Tufts University denied Tuesday that it was preventing its students from interning in the office of Rep. Seth Moulton, D-Mass., after he made remarks about transgender athletes following last week’s election.
The Boston-area university’s denial followed a reported claim by one of its professors that the political science department would no longer facilitate internships at Moulton’s office.
“We have reached out to Congressman Moulton’s office to clarify that we have not — and will not — limit internship opportunities with his office,” the university said in a statement. “We remain committed to fostering an inclusive environment that values diverse perspectives, and our Career Center will continue to provide students with a wide range of employment opportunities across the political and ideological spectrum.”
The controversy began Thursday when Moulton spoke with The New York Times and implied that some of the Democratic Party’s policy positions on transgender rights contributed to the election losses of Vice President Kamala Harris and other Democrats.
“Democrats spend way too much time trying not to offend anyone rather than being brutally honest about the challenges many Americans face,” he told The Times. “I have two little girls. I don’t want them getting run over on a playing field by a male or formerly male athlete, but as a Democrat, I’m supposed to be afraid to say that.”
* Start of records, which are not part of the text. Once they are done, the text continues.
use std::cmp::Ordering;

use serde::{Deserialize, Serialize};

use crate::models::StudentAggregate;

#[derive(Debug, Clone, Copy, Default, PartialEq, Eq, Serialize, Deserialize, clap::ValueEnum)]
#[serde(rename_all = "lowercase")]
pub enum RankingPolicy {
    /// Every student gets a distinct rank: `index + 1` after sorting.
    #[default]
    Positional,
    /// Exact ties share a rank; the next distinct key gets `previous + 1`.
    Dense,
}

/// A missing overall average compares as 0.
fn sort_key(student: &StudentAggregate) -> (i8, f64) {
    (
        student.tier().ordinal(),
        student.overall_average.unwrap_or(0.0),
    )
}

fn compare(a: &StudentAggregate, b: &StudentAggregate) -> Ordering {
    let (tier_a, avg_a) = sort_key(a);
    let (tier_b, avg_b) = sort_key(b);
    tier_b.cmp(&tier_a).then_with(|| avg_b.total_cmp(&avg_a))
}

/// Orders students by tier then overall average, both descending, and
/// assigns ranks. Equal keys keep their input order.
pub fn rank(mut students: Vec<StudentAggregate>, policy: RankingPolicy) -> Vec<StudentAggregate> {
    students.sort_by(compare);

    let mut previous: Option<(i8, f64)> = None;
    let mut current = 0usize;

    for (index, student) in students.iter_mut().enumerate() {
        let key = sort_key(student);
        current = match policy {
            RankingPolicy::Positional => index + 1,
            RankingPolicy::Dense if previous == Some(key) => current,
            RankingPolicy::Dense => current + 1,
        };
        previous = Some(key);
        student.rank = Some(current);
    }

    students
}

#[cfg(test)]
mod tests {
    use super::*;
    use crate::aggregate::tests::{attendance, comment, exam};
    use crate::aggregate::{aggregate, validate_records};
    use crate::models::RawResultRecord;
    use pretty_assertions::assert_eq;

    fn ranked(raw: Vec<RawResultRecord>, policy: RankingPolicy) -> Vec<(String, usize)> {
        let students = aggregate(&validate_records(raw).expect("valid records"));
        rank(students, policy)
            .into_iter()
            .map(|s| (s.student_id, s.rank.expect("rank assigned")))
            .collect()
    }

    fn pairs(expected: &[(&str, usize)]) -> Vec<(String, usize)> {
        expected
            .iter()
            .map(|(id, rank)| (id.to_string(), *rank))
            .collect()
    }

    #[test]
    fn higher_tier_ranks_first() {
        let result = ranked(
            vec![
                exam("stu-b", "Math", "opening_term", 60.0),
                attendance("stu-b", "absent"),
                exam("stu-a", "Math", "opening_term", 80.0),
                exam("stu-a", "Math", "end_term", 90.0),
                attendance("stu-a", "present"),
            ],
            RankingPolicy::Positional,
        );
        assert_eq!(result, pairs(&[("stu-a", 1), ("stu-b", 2)]));
    }

    #[test]
    fn absent_outranks_dishonesty_flag_despite_lower_average() {
        let result = ranked(
            vec![
                exam("stu-y", "Math", "mid_term", 95.0),
                comment("stu-y", "caught cheating"),
                exam("stu-z", "Math", "mid_term", 20.0),
                attendance("stu-z", "absent"),
                exam("stu-e", "Math", "mid_term", 30.0),
            ],
            RankingPolicy::Positional,
        );
        assert_eq!(result, pairs(&[("stu-e", 1), ("stu-z", 2), ("stu-y", 3)]));
    }

    #[test]
    fn equal_tier_sorts_by_average() {
        let result = ranked(
            vec![
                exam("stu-1", "Math", "mid_term", 81.0),
                exam("stu-2", "Math", "mid_term", 95.0),
                exam("stu-3", "Math", "mid_term", 88.0),
            ],
            RankingPolicy::Positional,
        );
        assert_eq!(result, pairs(&[("stu-2", 1), ("stu-3", 2), ("stu-1", 3)]));
    }

    #[test]
    fn exact_ties_keep_input_order_with_distinct_positions() {
        let result = ranked(
            vec![
                exam("stu-1", "Math", "mid_term", 75.0),
                exam("stu-2", "Math", "mid_term", 75.0),
                exam("stu-3", "Math", "mid_term", 90.0),
            ],
            RankingPolicy::Positional,
        );
        assert_eq!(result, pairs(&[("stu-3", 1), ("stu-1", 2), ("stu-2", 3)]));
    }

    #[test]
    fn dense_policy_shares_rank_on_exact_ties() {
        let result = ranked(
            vec![
                exam("stu-1", "Math", "mid_term", 75.0),
                exam("stu-2", "Math", "mid_term", 75.0),
                exam("stu-3", "Math", "mid_term", 90.0),
                exam("stu-4", "Math", "mid_term", 40.0),
            ],
            RankingPolicy::Dense,
        );
        assert_eq!(
            result,
            pairs(&[("stu-3", 1), ("stu-1", 2), ("stu-2", 2), ("stu-4", 3)])
        );
    }

    #[test]
    fn missing_average_still_gets_positional_rank() {
        let result = ranked(
            vec![
                attendance("stu-none", "present"),
                exam("stu-low", "Math", "mid_term", 10.0),
            ],
            RankingPolicy::Positional,
        );
        assert_eq!(result, pairs(&[("stu-low", 1), ("stu-none", 2)]));
    }

    #[test]
    fn missing_average_ties_with_zero_score() {
        let result = ranked(
            vec![
                attendance("stu-none", "present"),
                exam("stu-zero", "Math", "mid_term", 0.0),
            ],
            RankingPolicy::Dense,
        );
        assert_eq!(result, pairs(&[("stu-none", 1), ("stu-zero", 1)]));
    }
}
use std::future::Future;

use chrono::{DateTime, Duration, Utc};
use sqlx::{PgPool, Postgres, QueryBuilder, Row};
use uuid::Uuid;

use crate::aggregate::validate_record;
use crate::error::StoreError;
use crate::models::{RawResultRecord, ResultFilter};

/// Read side of the result store. Rows come back in the order they were
/// recorded.
pub trait RecordStore {
    fn fetch_results(
        &self,
        filter: &ResultFilter,
    ) -> impl Future<Output = Result<Vec<RawResultRecord>, StoreError>> + Send;
}

pub struct PgRecordStore {
    pool: PgPool,
}

impl PgRecordStore {
    pub fn new(pool: PgPool) -> Self {
        Self { pool }
    }
}

impl RecordStore for PgRecordStore {
    async fn fetch_results(
        &self,
        filter: &ResultFilter,
    ) -> Result<Vec<RawResultRecord>, StoreError> {
        fetch_results(&self.pool, filter).await
    }
}

pub async fn init_db(pool: &PgPool) -> anyhow::Result<()> {
    sqlx::migrate!("./migrations").run(pool).await?;
    Ok(())
}

pub async fn fetch_results(
    pool: &PgPool,
    filter: &ResultFilter,
) -> Result<Vec<RawResultRecord>, StoreError> {
    let mut query = QueryBuilder::<Postgres>::new(
        "SELECT r.student_id, COALESCE(st.display_name, st.email) AS student_name, \
         r.school_id, r.class_id, r.stream_id, r.kind, r.subject, r.score, r.sitting, \
         r.attendance, r.comment, r.recorded_by, r.created_at \
         FROM school_results.results r \
         LEFT JOIN school_results.students st ON st.id = r.student_id \
         WHERE r.school_id = ",
    );
    query.push_bind(filter.school_id.clone());

    if let Some(class_id) = &filter.class_id {
        query.push(" AND r.class_id = ").push_bind(class_id.clone());
    }
    if let Some(stream_id) = &filter.stream_id {
        query.push(" AND r.stream_id = ").push_bind(stream_id.clone());
    }
    if let Some(student_id) = &filter.student_id {
        query.push(" AND r.student_id = ").push_bind(student_id.clone());
    }
    query.push(" ORDER BY r.created_at, r.seq");

    let rows = query.build().fetch_all(pool).await?;
    let mut records = Vec::with_capacity(rows.len());

    for row in rows {
        records.push(RawResultRecord {
            student_id: row.try_get("student_id")?,
            student_name: row.try_get("student_name")?,
            school_id: row.try_get("school_id")?,
            class_id: row.try_get("class_id")?,
            stream_id: row.try_get("stream_id")?,
            kind: row.try_get("kind")?,
            subject: row.try_get("subject")?,
            score: row.try_get("score")?,
            sitting: row.try_get("sitting")?,
            attendance: row.try_get("attendance")?,
            comment: row.try_get("comment")?,
            recorded_by: row.try_get("recorded_by")?,
            created_at: row.try_get("created_at")?,
        });
    }

    Ok(records)
}

struct NewResult<'a> {
    source_key: &'a str,
    student_id: &'a str,
    school_id: &'a str,
    class_id: &'a str,
    stream_id: &'a str,
    kind: &'a str,
    subject: Option<&'a str>,
    score: Option<f64>,
    sitting: Option<&'a str>,
    attendance: Option<&'a str>,
    comment: Option<&'a str>,
    recorded_by: Option<&'a str>,
    created_at: DateTime<Utc>,
}

impl NewResult<'static> {
    fn seeded() -> Self {
        Self {
            source_key: "",
            student_id: "",
            school_id: "sch-001",
            class_id: "form-2",
            stream_id: "east",
            kind: "",
            subject: None,
            score: None,
            sitting: None,
            attendance: None,
            comment: None,
            recorded_by: Some("t.kamau"),
            created_at: Utc::now(),
        }
    }
}

async fn upsert_student<'e, E>(
    executor: E,
    id: &str,
    display_name: &str,
    email: &str,
    school_id: &str,
) -> anyhow::Result<()>
where
    E: sqlx::Executor<'e, Database = Postgres>,
{
    sqlx::query(
        r#"
        INSERT INTO school_results.students (id, display_name, email, school_id)
        VALUES ($1, $2, $3, $4)
        ON CONFLICT (id) DO UPDATE
        SET display_name = EXCLUDED.display_name, email = EXCLUDED.email,
            school_id = EXCLUDED.school_id
        "#,
    )
    .bind(id)
    .bind(display_name)
    .bind(email)
    .bind(school_id)
    .execute(executor)
    .await?;
    Ok(())
}

/// Returns whether a row was inserted; an existing `source_key` is skipped.
async fn insert_result<'e, E>(executor: E, result: &NewResult<'_>) -> anyhow::Result<bool>
where
    E: sqlx::Executor<'e, Database = Postgres>,
{
    let outcome = sqlx::query(
        r#"
        INSERT INTO school_results.results
        (id, student_id, school_id, class_id, stream_id, kind, subject, score, sitting,
         attendance, comment, recorded_by, created_at, source_key)
        VALUES ($1, $2, $3, $4, $5, $6, $7, $8, $9, $10, $11, $12, $13, $14)
        ON CONFLICT (source_key) DO NOTHING
        "#,
    )
    .bind(Uuid::new_v4())
    .bind(result.student_id)
    .bind(result.school_id)
    .bind(result.class_id)
    .bind(result.stream_id)
    .bind(result.kind)
    .bind(result.subject)
    .bind(result.score)
    .bind(result.sitting)
    .bind(result.attendance)
    .bind(result.comment)
    .bind(result.recorded_by)
    .bind(result.created_at)
    .bind(result.source_key)
    .execute(executor)
    .await?;

    Ok(outcome.rows_affected() > 0)
}

pub async fn seed(pool: &PgPool) -> anyhow::Result<()> {
    let students = [
        ("stu-001", "Avery Lee", "avery.lee@example.school"),
        ("stu-002", "Jules Moreno", "jules.moreno@example.school"),
        ("stu-003", "Kiara Patel", "kiara.patel@example.school"),
    ];

    let mut tx = pool.begin().await?;

    for (id, name, email) in students {
        upsert_student(&mut *tx, id, name, email, "sch-001").await?;
    }

    let exam = |source_key, student_id, subject, score, sitting| NewResult {
        source_key,
        student_id,
        kind: "exam",
        subject: Some(subject),
        score: Some(score),
        sitting: Some(sitting),
        ..NewResult::seeded()
    };
    let attendance = |source_key, student_id, status| NewResult {
        source_key,
        student_id,
        kind: "attendance",
        attendance: Some(status),
        ..NewResult::seeded()
    };
    let comment = |source_key, student_id, text| NewResult {
        source_key,
        student_id,
        kind: "comment",
        comment: Some(text),
        ..NewResult::seeded()
    };

    let results = vec![
        exam("seed-001", "stu-001", "Math", 80.0, "opening_term"),
        exam("seed-002", "stu-001", "Math", 90.0, "end_term"),
        exam("seed-003", "stu-001", "English", 74.0, "mid_term"),
        attendance("seed-004", "stu-001", "present"),
        exam("seed-005", "stu-002", "Math", 60.0, "opening_term"),
        exam("seed-006", "stu-002", "Biology", 68.0, "mid_term"),
        attendance("seed-007", "stu-002", "absent"),
        exam("seed-008", "stu-003", "Math", 55.0, "opening_term"),
        exam("seed-009", "stu-003", "Math", 71.0, "mid_term"),
        exam("seed-010", "stu-003", "English", 88.0, "end_term"),
        attendance("seed-011", "stu-003", "present"),
        comment("seed-012", "stu-003", "Strong improvement since opening term"),
    ];

    let base = Utc::now() - Duration::days(30);

    for (offset, mut result) in results.into_iter().enumerate() {
        result.created_at = base + Duration::minutes(offset as i64);
        insert_result(&mut *tx, &result).await?;
    }

    tx.commit().await?;
    Ok(())
}

#[derive(Debug, serde::Deserialize)]
struct CsvRow {
    student_id: String,
    student_name: String,
    email: String,
    school_id: String,
    class_id: String,
    stream_id: String,
    kind: String,
    subject: Option<String>,
    score: Option<f64>,
    sitting: Option<String>,
    attendance: Option<String>,
    comment: Option<String>,
    recorded_by: Option<String>,
    created_at: Option<DateTime<Utc>>,
    source_key: Option<String>,
}

impl CsvRow {
    fn to_raw(&self, created_at: DateTime<Utc>) -> RawResultRecord {
        RawResultRecord {
            student_id: self.student_id.clone(),
            student_name: Some(self.student_name.clone()),
            school_id: self.school_id.clone(),
            class_id: self.class_id.clone(),
            stream_id: self.stream_id.clone(),
            kind: self.kind.clone(),
            subject: self.subject.clone(),
            score: self.score,
            sitting: self.sitting.clone(),
            attendance: self.attendance.clone(),
            comment: self.comment.clone(),
            recorded_by: self.recorded_by.clone(),
            created_at,
        }
    }
}

/// Reads and validates every CSV row. Rows without `created_at` are stamped
/// in file order so they keep that order when fetched back.
fn read_import_rows(
    csv_path: &std::path::Path,
    imported_at: DateTime<Utc>,
) -> anyhow::Result<Vec<(CsvRow, DateTime<Utc>)>> {
    let mut reader = csv::Reader::from_path(csv_path)?;
    let mut rows = Vec::new();

    for (index, result) in reader.deserialize::<CsvRow>().enumerate() {
        let row = result?;
        let created_at = row
            .created_at
            .unwrap_or_else(|| imported_at + Duration::milliseconds(index as i64));
        validate_record(index, row.to_raw(created_at))?;
        rows.push((row, created_at));
    }

    Ok(rows)
}

/// Imports result rows from CSV in one transaction. Every row is validated
/// before anything is written, so a bad file inserts nothing.
pub async fn import_csv(pool: &PgPool, csv_path: &std::path::Path) -> anyhow::Result<usize> {
    let rows = read_import_rows(csv_path, Utc::now())?;
    tracing::debug!(rows = rows.len(), path = %csv_path.display(), "validated csv import");

    let mut tx = pool.begin().await?;
    let mut inserted = 0usize;

    for (row, created_at) in &rows {
        upsert_student(
            &mut *tx,
            &row.student_id,
            &row.student_name,
            &row.email,
            &row.school_id,
        )
        .await?;

        let source_key = row
            .source_key
            .clone()
            .unwrap_or_else(|| format!("import-{}", Uuid::new_v4()));
        let kind = row.kind.trim().to_lowercase();

        let result = NewResult {
            source_key: &source_key,
            student_id: &row.student_id,
            school_id: &row.school_id,
            class_id: &row.class_id,
            stream_id: &row.stream_id,
            kind: &kind,
            subject: row.subject.as_deref(),
            score: row.score,
            sitting: row.sitting.as_deref(),
            attendance: row.attendance.as_deref(),
            comment: row.comment.as_deref(),
            recorded_by: row.recorded_by.as_deref(),
            created_at: *created_at,
        };

        if insert_result(&mut *tx, &result).await? {
            inserted += 1;
        }
    }

    tx.commit().await?;
    Ok(inserted)
}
David Art, a Tufts professor who chairs the university’s political science department, then called Moulton’s office on Friday and threatened to block student internships, according to internal Slack messages Moulton’s office shared with NBC News. Moulton’s office also shared a transcript of a voicemail that it said was left by Art, the contents of which were first reported by The Boston Globe.
“I’m calling once again just to have an email contact with someone who I can coordinate with [in] order to get this letter across to Congressman Moulton about unwillingness to facilitate internship opportunities or at least advertisement,” the transcript reads.
Art did not immediately return a request for comment, but the professor did confirm to The Globe that he had called Moulton’s office about blocking student internships.
Moulton’s communications director, Sydney Simon, said in an email Wednesday that the university’s political science department “did go rogue on this decision to close off students to the opportunity of interning with us” and that it was not an institutional decision made by the university.
Republicans leaned into transgender issues during the campaign — particularly whether trans women should be allowed to play on women’s sports teams and trans minors’ access gender-affirming care — spending over $200 million on ads targeting the trans community, according to data shared with NBC News by AdImpact, which tracks political ad spending.
Moulton has suggested that others agree with him in private on the issue.
“Sadly, too many fellow Democrats feel like there isn’t a place within our party for them to say certain things out loud — even when it’s a reasonable, majority opinion in our country,” Moulton wrote in a post on Facebook. “These are the people whose trust and confidence we need to win back if we want to become a party that is victorious, not just sanctimonious.”
A 2022 Pew Research Center poll found that 58% of Americans favor proposals that would require transgender athletes to compete on teams that match the sex they were assigned at birth.
Moulton reiterated his views Tuesday in an appearance on MSNBC’s “Morning Joe,” whose anchors have similarly pointed to transgender athletes in the wake of Harris’ election loss. (NBC News and MSNBC are both owned by NBCUniversal.)
Moulton is not the only Democratic lawmaker to suggest that the party’s position on transgender rights contributed to Harris’ loss. Rep. Tom Suozzi, of New York, addressed the issue in a separate interview with The Times last week.
“The Democrats have to stop pandering to the far left,” Suozzi told the paper. “I don’t want to discriminate against anybody, but I don’t think biological boys should be playing in girls’ sports.”
The Trump campaign repeatedly aired television ads that mentioned Harris’ past support for taxpayer-funded gender-affirming surgery for inmates in the weeks leading up to the election. The ads ended with the tagline: “Kamala is for they/them; President Trump is for you.”
Harris largely avoided the issue on the campaign trail and in interviews, and it was notably absent from this year’s Democratic National Convention. Conversely, Republicans leaned into transgender issues during the Republican National Convention.
The Harris campaign did not immediately return a request for comment, but its LGBTQ engagement director, Sam Alleman, urged voters not to scapegoat trans people.
“Please do not blame trans issues or trans people for why we lost,” he wrote on X on Thursday. “No exit polling or data is showing this as a significant decision point for voters.”